Please copy out all lines of the entries that contain the word "ratatui".

⟨

//! Dashboard: counter cards and quick actions.

use ratatui::layout::{Constraint, Direction, Layout, Rect};
use ratatui::text::{Line, Span};
use ratatui::widgets::{Block, Borders, Paragraph, Wrap};
use ratatui::Frame;

use sdu_core::reference::{group_thousands, DASHBOARD_STATS};

use crate::app::AppState;

const QUICK_ACTIONS: [(&str, &str, &str); 3] = [
    ("s", "Search records", "Find exams by patient CPF"),
    ("u", "Upload file", "Send a new exam or diagnosis"),
    ("c", "CID lookup", "Browse the ICD-10 reference"),
];

pub fn render(f: &mut Frame, area: Rect, app: &AppState) {
    let rows = Layout::default()
        .direction(Direction::Vertical)
        .constraints([Constraint::Length(5), Constraint::Min(3)])
        .split(area);

    render_cards(f, rows[0], app);
    render_actions(f, rows[1], app);
}

fn render_cards(f: &mut Frame, area: Rect, app: &AppState) {
    let theme = &app.theme;
    let constraints = vec![Constraint::Ratio(1, DASHBOARD_STATS.len() as u32); DASHBOARD_STATS.len()];
    let cells = Layout::default()
        .direction(Direction::Horizontal)
        .constraints(constraints)
        .split(area);

    for (stat, cell) in DASHBOARD_STATS.iter().zip(cells.iter()) {
        let block = Block::default()
            .borders(Borders::ALL)
            .border_style(theme.muted())
            .title(format!(" {} ", stat.title));
        let text = vec![
            Line::from(Span::styled(group_thousands(stat.value), theme.accent_bold())),
            Line::from(Span::styled(stat.description, theme.muted())),
        ];
        let para = Paragraph::new(text).block(block).wrap(Wrap { trim: true });
        f.render_widget(para, *cell);
    }
}

fn render_actions(f: &mut Frame, area: Rect, app: &AppState) {
    let theme = &app.theme;
    let mut lines = vec![
        Line::from(Span::styled("Quick actions", theme.accent_bold())),
        Line::from(""),
    ];
    for (key, title, desc) in QUICK_ACTIONS {
        lines.push(Line::from(vec![
            Span::styled(format!("  [{key}] "), theme.accent()),
            Span::styled(format!("{title:<16}"), theme.text()),
            Span::styled(desc, theme.muted()),
        ]));
    }
    lines.push(Line::from(""));
    lines.push(Line::from(Span::styled(
        format!("Connected to {}", app.base_url),
        theme.muted(),
    )));
    f.render_widget(Paragraph::new(lines), area);
}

⟩

_Your solution_
use ratatui::layout::{Constraint, Direction, Layout, Rect};
use ratatui::text::{Line, Span};
use ratatui::widgets::{Block, Borders, Paragraph, Wrap};
use ratatui::Frame;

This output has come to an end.